Building Trust in Community through Thoughtful Inclusive Leadership
“We are them, and they are us.”

Network for Regional Healthcare Improvement member, Common Ground Health in Rochester, NY has been invited to participate in the Finger Lakes COVID-19 Vaccine Task Force. Wade Norwood, CEO of Common Ground was asked to co-chair the task force, bringing his expertise and passion for engaging diverse communities and leaders, and for providing an equity lens to ensure fair distribution of COVID-19 vaccines.

Closely related, Common Ground has also been leading the Finger Lakes Reopening Schools Safely Task Force since July of 2020, where it convenes leaders from public health, health care, education, non-profits and parents. This ability to convene diverse and representative stakeholders across sectors is proving critical during the COVID-19 pandemic. A key reason that Common Ground staff are leading such response efforts is because of the trust they have built in their community.

Under Wade’s leadership, Common Ground has become a key partner in the community, known for being inclusive and for bringing a diversity of perspectives when solving challenging issues and working towards health equity. It has been through sure, intentional actions, that Common Ground has become a leader in this space of health improvement.

A central theme of Wade’s leadership approach is a clear intentionality about health equity that starts with taking a journey of self-assessment. Racism and health inequities are not accidental but are the result of intentional action- most commonly policies with unintended consequences. Wade encourages his team, leaders on his board, and other community partners to approach this work with courage, passion, and honesty, and ask the hard questions:

  • Are we an inclusive organization?
  • How diverse are the tables that we convene?
  • Are we representative of the communities we serve?

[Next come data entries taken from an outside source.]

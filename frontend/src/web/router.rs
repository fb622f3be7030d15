//! 路由服务模块 - 核心引擎
//!
//! 封装 web_sys 的 History API，所有对 window.history 的操作都集中在此模块。
//! 导航流程："解析 -> 守卫 -> 重定向 -> 加载"，守卫逻辑来自 `credidesk::guard`。

use credidesk::route::{self, ResolvedRoute, RouteName};
use credidesk::{Navigator, SessionStore};
use leptos::prelude::*;
use wasm_bindgen::prelude::*;

use super::storage::LocalStorage;

/// 获取当前浏览器路径
fn current_path() -> String {
    web_sys::window()
        .and_then(|w| w.location().pathname().ok())
        .unwrap_or_else(|| "/".to_string())
}

fn push_history_state(path: &str) {
    if let Some(window) = web_sys::window() {
        if let Ok(history) = window.history() {
            let _ = history.push_state_with_url(&JsValue::NULL, "", Some(path));
        }
    }
}

/// 替换 History 状态（用于重定向和后退/前进）
fn replace_history_state(path: &str) {
    if let Some(window) = web_sys::window() {
        if let Ok(history) = window.history() {
            let _ = history.replace_state_with_url(&JsValue::NULL, "", Some(path));
        }
    }
}

fn log(msg: &str) {
    web_sys::console::log_1(&msg.into());
}

/// 对 `path` 执行守卫，返回实际应到达的路由
///
/// 每次都重新读取 LocalStorage 中的令牌。
fn guarded(path: &str) -> ResolvedRoute {
    let navigator = Navigator::new(LocalStorage::session());
    let requested = route::resolve(path);

    match navigator.navigate(path) {
        Ok(reached) => {
            if reached.name != requested.name {
                log(&format!(
                    "[Router] {} -> {} ({})",
                    requested.path,
                    reached.path,
                    if navigator.session().token().is_some() {
                        "authenticated"
                    } else {
                        "anonymous"
                    }
                ));
            }
            reached
        }
        Err(e) => {
            web_sys::console::error_1(&format!("[Router] {}", e).into());
            let login = route::href(RouteName::Login).unwrap_or_else(|| "/login".to_string());
            route::resolve(&login)
        }
    }
}

/// 路由器服务
///
/// 通过 Signal 驱动界面更新。认证信号由外部注入，只作为重新守卫的触发器。
#[derive(Clone, Copy)]
pub struct RouterService {
    current_route: ReadSignal<ResolvedRoute>,
    set_route: WriteSignal<ResolvedRoute>,
    is_authenticated: Signal<bool>,
}

impl RouterService {
    fn new(is_authenticated: Signal<bool>) -> Self {
        // 首次加载同样经过守卫
        let initial_route = guarded(&current_path());
        replace_history_state(&initial_route.path);
        let (current_route, set_route) = signal(initial_route);

        Self {
            current_route,
            set_route,
            is_authenticated,
        }
    }

    pub fn current_route(&self) -> ReadSignal<ResolvedRoute> {
        self.current_route
    }

    /// 导航到 `path`
    pub fn navigate(&self, path: &str) {
        let reached = guarded(path);
        push_history_state(&reached.path);
        self.set_route.set(reached);
    }

    /// 浏览器后退/前进按钮同样经过守卫
    fn init_popstate_listener(&self) {
        let set_route = self.set_route;

        let closure = Closure::<dyn Fn()>::new(move || {
            let reached = guarded(&current_path());
            replace_history_state(&reached.path);
            set_route.set(reached);
        });

        if let Some(window) = web_sys::window() {
            let _ = window
                .add_event_listener_with_callback("popstate", closure.as_ref().unchecked_ref());
        }

        // 泄漏闭包以保持监听器存活
        closure.forget();
    }

    /// 登录或登出后对当前路由重新守卫
    fn setup_auth_redirect(&self) {
        let current_route = self.current_route;
        let set_route = self.set_route;
        let is_authenticated = self.is_authenticated;

        Effect::new(move |_| {
            let _ = is_authenticated.get();
            let route = current_route.get_untracked();
            let reached = guarded(&route.path);

            if reached != route {
                push_history_state(&reached.path);
                set_route.set(reached);
            }
        });
    }
}

fn provide_router(is_authenticated: Signal<bool>) -> RouterService {
    let router = RouterService::new(is_authenticated);

    router.init_popstate_listener();
    router.setup_auth_redirect();

    provide_context(router);
    router
}

pub fn use_router() -> RouterService {
    use_context::<RouterService>()
        .expect("RouterService not found in context. Ensure Router is provided.")
}

// ============================================================================
// UI 组件
// ============================================================================

/// 路由器根组件，应在 App 根部使用
#[component]
pub fn Router(
    /// 认证状态信号
    is_authenticated: Signal<bool>,
    children: Children,
) -> impl IntoView {
    provide_router(is_authenticated);

    children()
}

/// 路由出口组件，根据当前路由渲染对应视图
#[component]
pub fn RouterOutlet(
    /// 路由匹配函数：接收当前路由，返回对应视图
    matcher: fn(ResolvedRoute) -> AnyView,
) -> impl IntoView {
    let router = use_router();

    move || {
        let current = router.current_route().get();
        matcher(current)
    }
}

To provide the most impact, and reach the most at-risk populations, Common Ground took an introspective look at what it really means to be a leader. They knew that the previously accepted criteria of identifying community leaders had to go as they were not enough and contributed to having mostly white males serving on the agency board, committees, and in leadership roles. As the Common Ground team developed new criteria to define community leaders, they first had to “tear apart assumptions.” As a result, they created much more meaningful standards for inclusion and partnership; leaders who are:

  • Active in community,
  • Create political influence,
  • Influential in the community- grass roots leaders/less traditional healthcare roles, and
  • Committed to the Common Ground values.

This deliberate action and commitment to changing their internal and external board make up has allowed Common Ground to confidently claim, “We are them, and they are us.”

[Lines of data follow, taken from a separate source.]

use crate::auth::{sign_in, use_auth};
use leptos::prelude::*;

#[component]
pub fn LoginPage() -> impl IntoView {
    let auth = use_auth();

    let (token, set_token) = signal(String::new());
    let (error_msg, set_error_msg) = signal(Option::<String>::None);

    // 登录成功后由路由服务重新守卫并跳转到首页
    let on_submit = move |ev: leptos::web_sys::SubmitEvent| {
        ev.prevent_default();
        match sign_in(&auth, token.get().trim()) {
            Ok(true) => set_error_msg.set(None),
            Ok(false) => set_error_msg.set(Some("Please enter your access token".to_string())),
            Err(e) => set_error_msg.set(Some(format!("Could not store the session: {}", e))),
        }
    };

    view! {
        <div class="hero min-h-screen bg-base-200">
            <div class="hero-content flex-col w-full max-w-md">
                <h1 class="text-3xl font-bold">"Credidesk"</h1>
                <div class="card shrink-0 w-full shadow-2xl bg-base-100">
                    <form class="card-body" on:submit=on_submit>
                        <Show when=move || error_msg.get().is_some()>
                            <div role="alert" class="alert alert-error text-sm py-2">
                                <span>{move || error_msg.get().unwrap_or_default()}</span>
                            </div>
                        </Show>

                        <div class="form-control">
                            <label class="label" for="token">
                                <span class="label-text">"Access token"</span>
                            </label>
                            <input
                                id="token"
                                type="password"
                                on:input=move |ev| set_token.set(event_target_value(&ev))
                                prop:value=token
                                class="input input-bordered"
                                required
                            />
                        </div>
                        <div class="form-control mt-6">
                            <button class="btn btn-primary">"Sign in"</button>
                        </div>
                    </form>
                </div>
            </div>
        </div>
    }
}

The Network for Regional Healthcare Improvement (NRHI) has had the privilege of following and learning from the work or Common Ground. Additionally, as a member of the NRHI board of Directors, Wade has shared his knowledge and approach with leaders across the national network. NRHI is encouraged by the courageous work of Wade and his team at Common Ground and inspired by the vested interest from other leaders in the network that are committed to advancing health equity. We truly are #StrongerTogether.